The best example I’ve heard is adding traffic signs. After introducing a big sign calling out, “X fatalities have occurred at this intersection,” they saw an increase in accidents. Oops.
Practice subtracting!
5. We shouldn’t outsource the mucking around
You might have an idea in your head and then you try to capture it and it comes out another thing entirely.
“It’s in the mess that we find our best.” — Jay Acunzo
6. Top creative people all use paper, for writing or sketching, and particularly editing.
Adam Moss talks about this in his book, The Work of Art, featuring 43 of the world’s most accomplished artists.

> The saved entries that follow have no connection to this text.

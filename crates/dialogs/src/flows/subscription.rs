use async_trait::async_trait;

use crate::{
    effects::DomainEffect,
    error::{Error, Result},
    event::Event,
    flows::{Flow, Picked, StepContext, StepOutcome, pick_topic, topic_keyboard},
    i18n::MessageKey,
    reply::Reply,
    session::{Session, Step, TopicRef},
    store::Topic,
};

/// `/subscribe`: choose one of the topics the caller is not subscribed to.
pub struct SubscribeFlow;

/// `/unsubscribe`: choose one of the caller's subscribed topics.
pub struct UnsubscribeFlow;

/// Topics split by whether the caller is subscribed.
async fn partition_topics(ctx: &StepContext<'_>) -> Result<(Vec<Topic>, Vec<Topic>)> {
    let subscribed = ctx
        .stores
        .subscriptions
        .subscribed_topics(ctx.identity.id)
        .await
        .map_err(Error::Persistence)?;
    let topics = ctx
        .stores
        .topics
        .list_topics()
        .await
        .map_err(Error::Persistence)?;
    Ok(topics.into_iter().partition(|t| subscribed.contains(&t.id)))
}

async fn is_subscribed(ctx: &StepContext<'_>, topic: &Topic) -> Result<bool> {
    let subscribed = ctx
        .stores
        .subscriptions
        .subscribed_topics(ctx.identity.id)
        .await
        .map_err(Error::Persistence)?;
    Ok(subscribed.contains(&topic.id))
}

fn choose(topics: &[Topic]) -> StepOutcome {
    StepOutcome::Prompt(vec![
        Reply::key(MessageKey::ChooseTopic).with_keyboard(topic_keyboard(topics)),
    ])
}

#[async_trait]
impl Flow for SubscribeFlow {
    async fn enter(&self, ctx: &StepContext<'_>, _session: &Session) -> Result<StepOutcome> {
        let (subscribed, available) = partition_topics(ctx).await?;
        if !available.is_empty() {
            return Ok(choose(&available));
        }
        let notice = if subscribed.is_empty() {
            MessageKey::NoTopics
        } else {
            MessageKey::AllSubscribed
        };
        Ok(StepOutcome::notice(Reply::key(notice)))
    }

    async fn step(
        &self,
        ctx: &StepContext<'_>,
        session: &Session,
        event: &Event,
    ) -> Result<StepOutcome> {
        if session.step != Step::SelectTopic {
            return Ok(StepOutcome::Ignore);
        }
        let topic = match pick_topic(ctx, event).await? {
            Picked::Found(topic) => topic,
            Picked::Gone(outcome) => return Ok(outcome),
            Picked::NotOffered => return Ok(StepOutcome::Ignore),
        };
        if is_subscribed(ctx, &topic).await? {
            return Ok(StepOutcome::Ignore);
        }
        Ok(StepOutcome::complete(
            Reply::key(MessageKey::Subscribed).arg("topic", &topic.name),
            vec![DomainEffect::Subscribe {
                topic: TopicRef::from(&topic),
            }],
        ))
    }
}

#[async_trait]
impl Flow for UnsubscribeFlow {
    async fn enter(&self, ctx: &StepContext<'_>, _session: &Session) -> Result<StepOutcome> {
        let (subscribed, _) = partition_topics(ctx).await?;
        if subscribed.is_empty() {
            return Ok(StepOutcome::notice(Reply::key(MessageKey::NotSubscribed)));
        }
        Ok(choose(&subscribed))
    }

    async fn step(
        &self,
        ctx: &StepContext<'_>,
        session: &Session,
        event: &Event,
    ) -> Result<StepOutcome> {
        if session.step != Step::SelectTopic {
            return Ok(StepOutcome::Ignore);
        }
        let topic = match pick_topic(ctx, event).await? {
            Picked::Found(topic) => topic,
            Picked::Gone(outcome) => return Ok(outcome),
            Picked::NotOffered => return Ok(StepOutcome::Ignore),
        };
        if !is_subscribed(ctx, &topic).await? {
            return Ok(StepOutcome::Ignore);
        }
        Ok(StepOutcome::complete(
            Reply::key(MessageKey::Unsubscribed).arg("topic", &topic.name),
            vec![DomainEffect::Unsubscribe {
                topic: TopicRef::from(&topic),
            }],
        ))
    }
}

Moss breaks down the process that led to great art, and describes how most artists use paper for their editing process.
7. The blank pages demand to be filled
And if you don’t have ideas, go find something to read / watch / listen to for inspiration!
A friend once told me creativity is like breathing.
When you make stuff, you're exhaling.
But you can't exhale forever. Eventually you have to breathe in.
Or you'll be dead.
This is why I try to read a lot of books.
— The Oatmeal, Creativity is like breathing
[BONUS] The best memory book is from carbon copies of letters!
In a wonderful New Yorker piece, the author talks about his method of carbon copying his handwritten letters over many years. What an an amazing way to collect your own history!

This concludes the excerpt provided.